Historic vessels are a fascinating, but not unusual, discovery in the Baltic Sea's shipwreck graveyard (there are at least 100 intact ships on the Baltic seabed). The water is too brackish for shipworm, which means that a huge number of wooden ships have survived on the bottom of the sea with almost intact hulls for centuries.
READ ALSO: King's forgotten 17th century warship found in central Stockholm
Most shipwrecks found in Stockholm are from the 17th and 18th centuries, Sweden's maritime heyday, but one of the new finds is thought to be from the 14th or 15th century. Mostly submerged in the mud on the seabed, the wrecked ship – believed to be a cog – is 23-25 metres long and seven metres wide.
“My pulse went up when I realized what we were looking at – I have never seen such well-preserved shipwrecks,” said maritime archaeologist Jim Hansson in a statement.
Another picture of the cog. Photo: Mikael Fredholm/Swedish National Maritime Museums
Onboard the other shipwreck, estimated to be from the 16th century, a whopping 20 barrels of osmond iron, kitchen utensils and tools were found. The National Maritime Museums said the extent of the iron found was “unprecedented in previous maritime findings”. The exact location of the wrecks has not been revealed.
Barrels containing osmond iron and tar. Photo: Jim Hansson/Swedish National Maritime Museums
The planned maritime archaeological museum 'Treasures of the Baltic Sea' is scheduled to open in 2020 next to the Vasa Museum on Djurgården island in Stockholm. But it is unlikely that any new wrecks found will be turned into a new version of world-famous warship Vasa, which sank in 1628 and was salvaged in 1961.
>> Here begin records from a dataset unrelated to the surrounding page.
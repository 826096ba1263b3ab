use ark_bn254::Fr;
use ark_crypto_primitives::sponge::poseidon::PoseidonConfig;
use ark_r1cs_std::{fields::fp::FpVar, prelude::*};
use ark_relations::r1cs::{ConstraintSystemRef, SynthesisError};

use crate::circuit::{hash::hash2, merkle::MerkleChecker};
use crate::witness::SpendWitness;

/// Constraints shared by withdraw and transfer:
///
/// ```text
/// commitment = H(amount, secret)
/// commitment ∈ tree(root)
/// nullifier_hash = H(commitment, secret)
/// ```
pub fn enforce_spend(
    cs: ConstraintSystemRef<Fr>,
    config: &PoseidonConfig<Fr>,
    amount: &FpVar<Fr>,
    root: &FpVar<Fr>,
    nullifier_hash: &FpVar<Fr>,
    spend: Option<&SpendWitness>,
) -> Result<(), SynthesisError> {
    let secret = FpVar::new_witness(cs.clone(), || {
        spend
            .map(|s| s.secret.to_field())
            .ok_or(SynthesisError::AssignmentMissing)
    })?;
    let (siblings, indices) = MerkleChecker::alloc_path(
        cs.clone(),
        spend.map(|s| s.siblings.as_slice()),
        spend.map(|s| s.indices.as_slice()),
    )?;

    let commitment = hash2(cs.clone(), config, amount, &secret)?;

    MerkleChecker::new(config).enforce(cs.clone(), &commitment, root, &siblings, &indices)?;

    let nullifier = hash2(cs, config, &commitment, &secret)?;
    nullifier.enforce_equal(nullifier_hash)
}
“There will be both authentic exhibits in the new museum such as objects found and parts of wrecks. But no whole wrecks like the Vasa ship, because the wrecks are best preserved by staying where they are now,” Cecilia Eriksson, communication officer of the Swedish National Maritime Museums, explained to The Local.
“Instead, visitors will get to join dives deep into the secrets of the Baltic Sea with the help of digital technology,” she said.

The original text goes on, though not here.